Businesses can buy sophisticated IT services including cloud computing from Spark Digital. The company’s Qrious operation offers big data.

Spark is moving to sell a broad suite of digital services to consumers and business.

Vodafone tackles enterprise

Meanwhile, Vodafone has pushed into the enterprise market. It used its Telstra-Clear acquisition to move into areas like the internet-of-things offerings. Vodafone’s involvement in the rural broadband initiative has seen it turn up at Fielddays. It now offers products aimed at farmers.

Both look to expand beyond dumb pipes into growth sectors with non-commodity margins.

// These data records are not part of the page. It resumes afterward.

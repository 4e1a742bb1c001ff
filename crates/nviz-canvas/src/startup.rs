//! One-shot construction of the display engine.

use crate::error::{Result, SceneError};
use std::time::Duration;

/// Builds the engine on a blocking worker and waits at most `timeout` for it.
///
/// Native engine initialization may block for a while (context creation,
/// driver probing), so it never runs on the async executor itself. On timeout
/// the worker is left to finish in the background and its result is dropped.
pub async fn start_engine<E, F>(factory: F, timeout: Duration) -> Result<E>
where
    E: Send + 'static,
    F: FnOnce() -> Result<E> + Send + 'static,
{
    tracing::info!(timeout_ms = timeout.as_millis() as u64, "starting display engine");

    let handle = tokio::task::spawn_blocking(factory);
    match tokio::time::timeout(timeout, handle).await {
        Ok(Ok(Ok(engine))) => {
            tracing::info!("display engine ready");
            Ok(engine)
        }
        Ok(Ok(Err(e))) => {
            tracing::error!(error = %e, "display engine failed to initialize");
            Err(e)
        }
        Ok(Err(join)) => {
            tracing::error!(error = %join, "display engine worker panicked");
            Err(SceneError::Startup(join.to_string()))
        }
        Err(_) => {
            tracing::error!(timeout_ms = timeout.as_millis() as u64, "display engine not ready in time");
            Err(SceneError::StartupTimeout(timeout))
        }
    }
}

#[cfg(test)]
mod tests {
    use super::*;
    use crate::engine::RecordingEngine;

    #[tokio::test]
    async fn test_engine_starts_within_timeout() {
        let engine = start_engine(|| Ok(RecordingEngine::new()), Duration::from_secs(5))
            .await
            .unwrap();
        assert!(engine.calls().is_empty());
    }

    #[tokio::test]
    async fn test_slow_engine_times_out() {
        let err = start_engine(
            || {
                std::thread::sleep(Duration::from_millis(500));
                Ok(RecordingEngine::new())
            },
            Duration::from_millis(20),
        )
        .await
        .unwrap_err();
        assert!(matches!(err, SceneError::StartupTimeout(_)));
    }

    #[tokio::test]
    async fn test_factory_error_is_returned() {
        let err = start_engine::<RecordingEngine, _>(
            || Err(SceneError::Startup("no GL context".into())),
            Duration::from_secs(5),
        )
        .await
        .unwrap_err();
        assert!(matches!(err, SceneError::Startup(msg) if msg == "no GL context"));
    }
}
//! Snapshot of the layer tree the canvas reconciles against.

use serde::{Deserialize, Serialize};
use std::collections::HashMap;

/// Stable identity of a tree node, independent of engine ids.
#[derive(Debug, Clone, Copy, PartialEq, Eq, Hash, PartialOrd, Ord, Serialize, Deserialize)]
#[serde(transparent)]
pub struct LayerHandle(pub u64);

/// What a tree node displays.
#[derive(Debug, Clone, Copy, PartialEq, Eq, Serialize, Deserialize)]
#[serde(rename_all = "kebab-case")]
pub enum NodeKind {
    Group,
    Raster,
    #[serde(rename = "3d-raster")]
    Volume,
    Vector,
    /// Any other display command (grids, labels, ...); ignored in 3D.
    Command,
}

/// Map layer kinds the 3D canvas can load.
#[derive(Debug, Clone, Copy, PartialEq, Eq, Hash)]
pub enum LayerKind {
    Raster,
    Volume,
    Vector,
}

impl NodeKind {
    pub fn layer_kind(self) -> Option<LayerKind> {
        match self {
            Self::Raster => Some(LayerKind::Raster),
            Self::Volume => Some(LayerKind::Volume),
            Self::Vector => Some(LayerKind::Vector),
            Self::Group | Self::Command => None,
        }
    }
}

fn checked_by_default() -> bool {
    true
}

#[derive(Debug, Clone, Serialize, Deserialize)]
pub struct TreeNode {
    pub handle: LayerHandle,
    pub name: String,
    pub kind: NodeKind,
    #[serde(default = "checked_by_default")]
    pub checked: bool,
    #[serde(default)]
    pub children: Vec<TreeNode>,
    /// Display command the node was created from, e.g. `["d.vect", "map=roads", "color=red"]`.
    #[serde(default)]
    pub command: Vec<String>,
}

impl TreeNode {
    pub fn layer(handle: u64, name: &str, kind: NodeKind) -> Self {
        Self {
            handle: LayerHandle(handle),
            name: name.to_owned(),
            kind,
            checked: true,
            children: Vec::new(),
            command: Vec::new(),
        }
    }

    /// Value of a `key=value` option in a `d.vect` command.
    pub fn vector_option(&self, key: &str) -> Option<&str> {
        let (program, options) = self.command.split_first()?;
        if program != "d.vect" {
            return None;
        }
        options
            .iter()
            .filter_map(|opt| opt.split_once('='))
            .find(|(k, _)| *k == key)
            .map(|(_, v)| v)
    }
}

#[derive(Debug, Clone, Default, Serialize, Deserialize)]
pub struct LayerTree {
    #[serde(default)]
    pub nodes: Vec<TreeNode>,
}

impl LayerTree {
    pub fn new(nodes: Vec<TreeNode>) -> Self {
        Self { nodes }
    }

    /// Checked, loadable layers in tree order. Groups always expand their
    /// children; the group's own check state does not hide them.
    pub fn checked_layers(&self) -> Vec<&TreeNode> {
        fn walk<'a>(nodes: &'a [TreeNode], out: &mut Vec<&'a TreeNode>) {
            for node in nodes {
                if node.kind == NodeKind::Group {
                    walk(&node.children, out);
                    continue;
                }
                if node.checked && node.kind.layer_kind().is_some() {
                    out.push(node);
                }
            }
        }

        let mut out = Vec::new();
        walk(&self.nodes, &mut out);
        out
    }

    pub fn find(&self, handle: LayerHandle) -> Option<&TreeNode> {
        fn walk(nodes: &[TreeNode], handle: LayerHandle) -> Option<&TreeNode> {
            nodes.iter().find_map(|n| {
                if n.handle == handle {
                    Some(n)
                } else {
                    walk(&n.children, handle)
                }
            })
        }
        walk(&self.nodes, handle)
    }

    pub fn contains(&self, handle: LayerHandle) -> bool {
        self.find(handle).is_some()
    }
}

/// Feature counts of a vector map.
#[derive(Debug, Clone, Copy, Default, PartialEq, Eq, Serialize, Deserialize)]
pub struct VectorInfo {
    #[serde(default)]
    pub points: usize,
    #[serde(default)]
    pub lines: usize,
    #[serde(default)]
    pub features: usize,
    #[serde(default)]
    pub is_3d: bool,
}

/// Inspects map metadata on behalf of the canvas.
pub trait MapMetadata {
    fn vector_info(&self, name: &str) -> VectorInfo;
}

impl MapMetadata for HashMap<String, VectorInfo> {
    fn vector_info(&self, name: &str) -> VectorInfo {
        self.get(name).copied().unwrap_or_default()
    }
}

#[cfg(test)]
mod tests {
    use super::*;

    #[test]
    fn test_groups_expand_and_unchecked_are_skipped() {
        let mut group = TreeNode::layer(1, "group", NodeKind::Group);
        group.checked = false;
        group.children = vec![
            TreeNode::layer(2, "elevation", NodeKind::Raster),
            TreeNode::layer(3, "grid", NodeKind::Command),
        ];
        let mut hidden = TreeNode::layer(4, "roads", NodeKind::Vector);
        hidden.checked = false;
        let tree = LayerTree::new(vec![group, hidden, TreeNode::layer(5, "geology", NodeKind::Volume)]);

        let handles: Vec<u64> = tree.checked_layers().iter().map(|n| n.handle.0).collect();
        assert_eq!(handles, vec![2, 5]);
        assert!(tree.contains(LayerHandle(4)));
        assert!(!tree.contains(LayerHandle(9)));
    }

    #[test]
    fn test_vector_option_only_reads_d_vect() {
        let mut node = TreeNode::layer(1, "roads", NodeKind::Vector);
        node.command = vec!["d.vect".into(), "map=roads".into(), "color=red".into()];
        assert_eq!(node.vector_option("color"), Some("red"));

        node.command[0] = "d.rast".into();
        assert_eq!(node.vector_option("color"), None);
    }

    #[test]
    fn test_tree_from_json() {
        let json = r#"{"nodes":[{"handle":7,"name":"vol","kind":"3d-raster"}]}"#;
        let tree: LayerTree = serde_json::from_str(json).unwrap();
        assert_eq!(tree.nodes[0].kind, NodeKind::Volume);
        assert!(tree.nodes[0].checked);
    }
}
impl LayerRegistry {
    pub fn new() -> Self {
        Self::default()
    }

    // --- Tree layers ---

    /// Brings the engine in line with the checked layers of `tree`.
    pub fn reconcile<E: DisplayEngine>(
        &mut self,
        engine: &mut E,
        tree: &LayerTree,
        meta: &dyn MapMetadata,
        settings: &Settings,
    ) -> ReconcileReport {
        let mut report = ReconcileReport::default();
        let wanted = tree.checked_layers();

        // Unload first so stale objects never overlap their replacements.
        let (keep, stale): (Vec<_>, Vec<_>) = std::mem::take(&mut self.entries)
            .into_iter()
            .partition(|e| wanted.iter().any(|n| n.handle == e.handle && n.name == e.name));
        self.entries = keep;
        for entry in stale {
            report.errors.extend(unload_entry(engine, &entry));
            report.unloaded.push(entry.handle);
        }

        self.properties.retain(|handle, _| tree.contains(*handle));

        // Rasters first so vectors can drape over them, then volumes, then vectors.
        for kind in [LayerKind::Raster, LayerKind::Volume, LayerKind::Vector] {
            for node in wanted.iter().filter(|n| n.kind.layer_kind() == Some(kind)) {
                if self.entry(node.handle).is_some() {
                    continue;
                }
                if node.name.contains(' ') {
                    tracing::warn!(name = %node.name, "map names containing spaces cannot be loaded");
                    continue;
                }
                self.load_layer(engine, node, kind, meta, settings, &mut report);
            }
        }

        for handle in report.loaded.clone() {
            let applied = self.apply_properties(engine, handle);
            for e in &applied.errors {
                tracing::error!(error = %e, "applying layer properties failed");
            }
            report.errors.extend(applied.errors);
        }

        if report.changed() {
            tracing::info!(
                loaded = report.loaded.len(),
                unloaded = report.unloaded.len(),
                errors = report.errors.len(),
                "layers reconciled"
            );
        }
        report
    }

    fn load_layer<E: DisplayEngine>(
        &mut self,
        engine: &mut E,
        node: &TreeNode,
        kind: LayerKind,
        meta: &dyn MapMetadata,
        settings: &Settings,
        report: &mut ReconcileReport,
    ) {
        let name = node.name.as_str();
        let mut load = |object: ObjectKind| -> Option<ObjectId> {
            let id = match object {
                ObjectKind::Surface => engine.load_surface(name),
                ObjectKind::Volume => engine.load_volume(name),
                ObjectKind::VectorPoints => engine.load_vector(name, true),
                _ => engine.load_vector(name, false),
            };
            if id < 0 {
                tracing::error!(name, kind = %object, "loading map failed");
                report.errors.push(SceneError::Load { name: name.to_owned(), kind: object });
                None
            } else {
                tracing::info!(name, kind = %object, id, "map loaded");
                Some(id)
            }
        };

        let ids = match kind {
            LayerKind::Raster => EngineIds::Surface(load(ObjectKind::Surface)),
            LayerKind::Volume => EngineIds::Volume(load(ObjectKind::Volume)),
            LayerKind::Vector => {
                let info = meta.vector_info(name);
                let points = (info.points > 0).then(|| load(ObjectKind::VectorPoints)).flatten();
                let lines = (info.lines > 0).then(|| load(ObjectKind::VectorLines)).flatten();
                EngineIds::Vector { lines, points }
            }
        };

        if ids.is_loaded() {
            match self.properties.get_mut(&node.handle) {
                // A returning layer keeps its edits and gets all of them pushed again.
                Some(record) => record.mark_all_dirty(),
                None => {
                    let record = self.default_record(node, kind, settings);
                    self.properties.insert(node.handle, record);
                }
            }
            report.loaded.push(node.handle);
        }

        self.entries.push(LayerEntry {
            handle: node.handle,
            name: node.name.clone(),
            ids,
        });
    }

    fn default_record(&self, node: &TreeNode, kind: LayerKind, settings: &Settings) -> PropertiesRecord {
        match kind {
            LayerKind::Raster => {
                PropertiesRecord::Surface(SurfaceProps::from_defaults(&settings.surface, &node.name))
            }
            LayerKind::Volume => PropertiesRecord::Volume(VolumeProps::from_defaults(&settings.volume)),
            LayerKind::Vector => {
                let rasters: Vec<String> = self
                    .layer_names(LayerKind::Raster)
                    .into_iter()
                    .map(str::to_owned)
                    .collect();
                let color = node
                    .vector_option("color")
                    .and_then(|c| c.parse::<Rgb>().ok());
                PropertiesRecord::Vector(VectorProps::from_defaults(&settings.vector, &rasters, color))
            }
        }
    }

    /// Pushes the dirty properties of a loaded layer.
    pub fn apply_properties<E: DisplayEngine>(
        &mut self,
        engine: &mut E,
        handle: LayerHandle,
    ) -> AppliedProperties {
        let mut outcome = AppliedProperties::default();
        let Some(ids) = self.entry(handle).map(|e| e.ids) else {
            return outcome;
        };
        let index = self.surface_index();
        let Some(record) = self.properties.get_mut(&handle) else {
            return outcome;
        };
        let mut store = PropertyStore::new(engine, &index);

        match (ids, record) {
            (EngineIds::Surface(Some(id)), PropertiesRecord::Surface(props)) => {
                outcome.calls = store.apply_surface(id, props);
            }
            (EngineIds::Volume(Some(id)), PropertiesRecord::Volume(props)) => {
                outcome.calls = store.apply_volume(id, props);
            }
            (EngineIds::Vector { lines, points }, PropertiesRecord::Vector(props)) => {
                // Lines and points are separate objects; one failing leaves the other alone.
                if let Some(id) = lines {
                    outcome.record(store.apply_lines(id, &mut props.lines));
                }
                if let Some(id) = points {
                    outcome.record(store.apply_points(id, &mut props.points));
                }
            }
            _ => {}
        }
        outcome
    }

    /// Unloads every tree layer. Constants stay loaded.
    pub fn reset<E: DisplayEngine>(&mut self, engine: &mut E) -> Vec<SceneError> {
        let mut errors = Vec::new();
        for entry in std::mem::take(&mut self.entries) {
            errors.extend(unload_entry(engine, &entry));
        }
        errors
    }

    pub fn entry(&self, handle: LayerHandle) -> Option<&LayerEntry> {
        self.entries.iter().find(|e| e.handle == handle)
    }

    pub fn entries(&self) -> &[LayerEntry] {
        &self.entries
    }

    pub fn properties(&self, handle: LayerHandle) -> Option<&PropertiesRecord> {
        self.properties.get(&handle)
    }

    pub fn properties_mut(&mut self, handle: LayerHandle) -> Option<&mut PropertiesRecord> {
        self.properties.get_mut(&handle)
    }

    /// Loaded rasters with their surface properties, in load order.
    pub fn rasters(&self) -> impl Iterator<Item = (&LayerEntry, &SurfaceProps)> {
        self.entries.iter().filter_map(|e| {
            e.surface_id()?;
            let props = self.properties.get(&e.handle)?.as_surface()?;
            Some((e, props))
        })
    }

    /// Names of loaded layers of one kind.
    pub fn layer_names(&self, kind: LayerKind) -> Vec<&str> {
        self.entries
            .iter()
            .filter(|e| e.kind() == kind && e.ids.is_loaded())
            .map(|e| e.name.as_str())
            .collect()
    }

    /// Engine id of a loaded object by kind and display name.
    pub fn layer_id(&self, kind: ObjectKind, name: &str) -> Option<ObjectId> {
        if kind == ObjectKind::Constant {
            let number: u32 = name.strip_prefix("constant#")?.parse().ok()?;
            return self.constants.iter().find(|c| c.name == number).map(|c| c.id);
        }

        // Rasters and vectors may share a name.
        self.entries
            .iter()
            .filter(|e| e.name == name)
            .find_map(|e| match (kind, e.ids) {
                (ObjectKind::Surface, EngineIds::Surface(id)) => id,
                (ObjectKind::Volume, EngineIds::Volume(id)) => id,
                (ObjectKind::VectorLines, EngineIds::Vector { lines, .. }) => lines,
                (ObjectKind::VectorPoints, EngineIds::Vector { points, .. }) => points,
                _ => None,
            })
    }

    fn surface_index(&self) -> SurfaceIndex {
        let mut index = SurfaceIndex::default();
        for entry in &self.entries {
            if let Some(id) = entry.surface_id() {
                index.insert_raster(&entry.name, id);
            }
        }
        for constant in &self.constants {
            index.insert_constant(&constant.display_name(), constant.id);
        }
        index
    }

    // --- Constant surfaces ---

    /// Adds a constant plane built from the defaults; returns its index.
    pub fn new_constant<E: DisplayEngine>(&mut self, engine: &mut E, settings: &Settings) -> Result<usize> {
        let name = self.constants.last().map_or(1, |c| c.name + 1);
        let mut props = ConstantProps::from_defaults(&settings.constant);

        let id = engine.add_constant(*props.value.get(), *props.color.get());
        if id < 0 {
            return Err(SceneError::Load {
                name: format!("constant#{name}"),
                kind: ObjectKind::Constant,
            });
        }
        let res = *props.resolution.get();
        engine.set_surface_res(id, res, res);
        props.clear_all();

        tracing::info!(name, id, "constant surface added");
        self.constants.push(ConstantSurface { name, id, props });
        Ok(self.constants.len() - 1)
    }

    /// Removes a constant plane. The entry is dropped even when the engine
    /// refuses the unload; the refusal is still reported.
    pub fn delete_constant<E: DisplayEngine>(&mut self, engine: &mut E, index: usize) -> Result<()> {
        if index >= self.constants.len() {
            return Err(SceneError::Precondition(format!("no constant surface at index {index}")));
        }
        let constant = self.constants.remove(index);
        if !engine.unload_surface(constant.id) {
            tracing::error!(name = %constant.display_name(), id = constant.id, "unloading constant failed");
            return Err(SceneError::Unload {
                name: constant.display_name(),
                kind: ObjectKind::Constant,
            });
        }
        tracing::info!(name = %constant.display_name(), "constant surface deleted");
        Ok(())
    }

    pub fn constants(&self) -> &[ConstantSurface] {
        &self.constants
    }

    pub fn constant_mut(&mut self, index: usize) -> Option<&mut ConstantProps> {
        self.constants.get_mut(index).map(|c| &mut c.props)
    }

    pub fn constant_names(&self) -> Vec<String> {
        self.constants.iter().map(ConstantSurface::display_name).collect()
    }

    /// Pushes the dirty properties of one constant.
    pub fn apply_constant<E: DisplayEngine>(&mut self, engine: &mut E, index: usize) -> Result<usize> {
        let index_map = SurfaceIndex::default();
        let constant = self
            .constants
            .get_mut(index)
            .ok_or_else(|| SceneError::Precondition(format!("no constant surface at index {index}")))?;
        Ok(PropertyStore::new(engine, &index_map).apply_constant(constant.id, &mut constant.props))
    }
}

/// Unloads every object of an entry. Vector points go before lines.
fn unload_entry<E: DisplayEngine>(engine: &mut E, entry: &LayerEntry) -> Vec<SceneError> {
    let mut attempts: Vec<(ObjectKind, ObjectId, bool)> = Vec::new();
    match entry.ids {
        EngineIds::Surface(Some(id)) => attempts.push((ObjectKind::Surface, id, engine.unload_surface(id))),
        EngineIds::Volume(Some(id)) => attempts.push((ObjectKind::Volume, id, engine.unload_volume(id))),
        EngineIds::Vector { lines, points } => {
            if let Some(id) = points {
                attempts.push((ObjectKind::VectorPoints, id, engine.unload_vector(id, true)));
            }
            if let Some(id) = lines {
                attempts.push((ObjectKind::VectorLines, id, engine.unload_vector(id, false)));
            }
        }
        _ => {}
    }

    let mut errors = Vec::new();
    for (kind, id, ok) in attempts {
        if ok {
            tracing::info!(name = %entry.name, %kind, id, "map unloaded");
        } else {
            tracing::error!(name = %entry.name, %kind, id, "unloading map failed");
            errors.push(SceneError::Unload { name: entry.name.clone(), kind });
        }
    }
    errors
}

At a recent function, managing director Simon Moutter talked of Spark selling overseas assets. It used the money to focus more on New Zealand investments. Almost $100 million of that went towards buying Revera, the largest local cloud service provider.

Worlds apart

If Spark is looking more like a New Zealand business, Vodafone is moving in the opposite direction. Today is more into line with its UK parent. Part of that is so the local company can give Vodafone’s global customers the same services they use elsewhere.

Vodafone has moved from being mobile-centric to a full-service telco. It has formed partnerships to reach new rural and enterprise markets. The advertising has gone from cool urbanites to a daggy farmer and his pig. That’s a metaphor for something.

There’s another, less divergent part of the NZ telco transformation story. Spark and Vodafone are working together to build a new submarine cable across the Tasman.

Maturity

Although the two companies are as competitive as ever, their ability to combine for a project like this signals a fresh attitude, a maturity.

In the last year new, or revamped, competitors have emerged for Spark and Vodafone. Australia’s Vocus has snapped up enough network assets to be a challenger.

Vocus is merging with another Australian company, M2, which earlier acquired the CallPlus group. The move brought fresh capital and momentum to the industry’s third largest player. 2degrees has broadened its scope picking up ISP Snap.

The market outside of Spark and Vodafone may be consolidating, but most of that action is in the traditional telecommunications sectors. While that may be the two big companies’ home turf, they are busy looking at new pastures.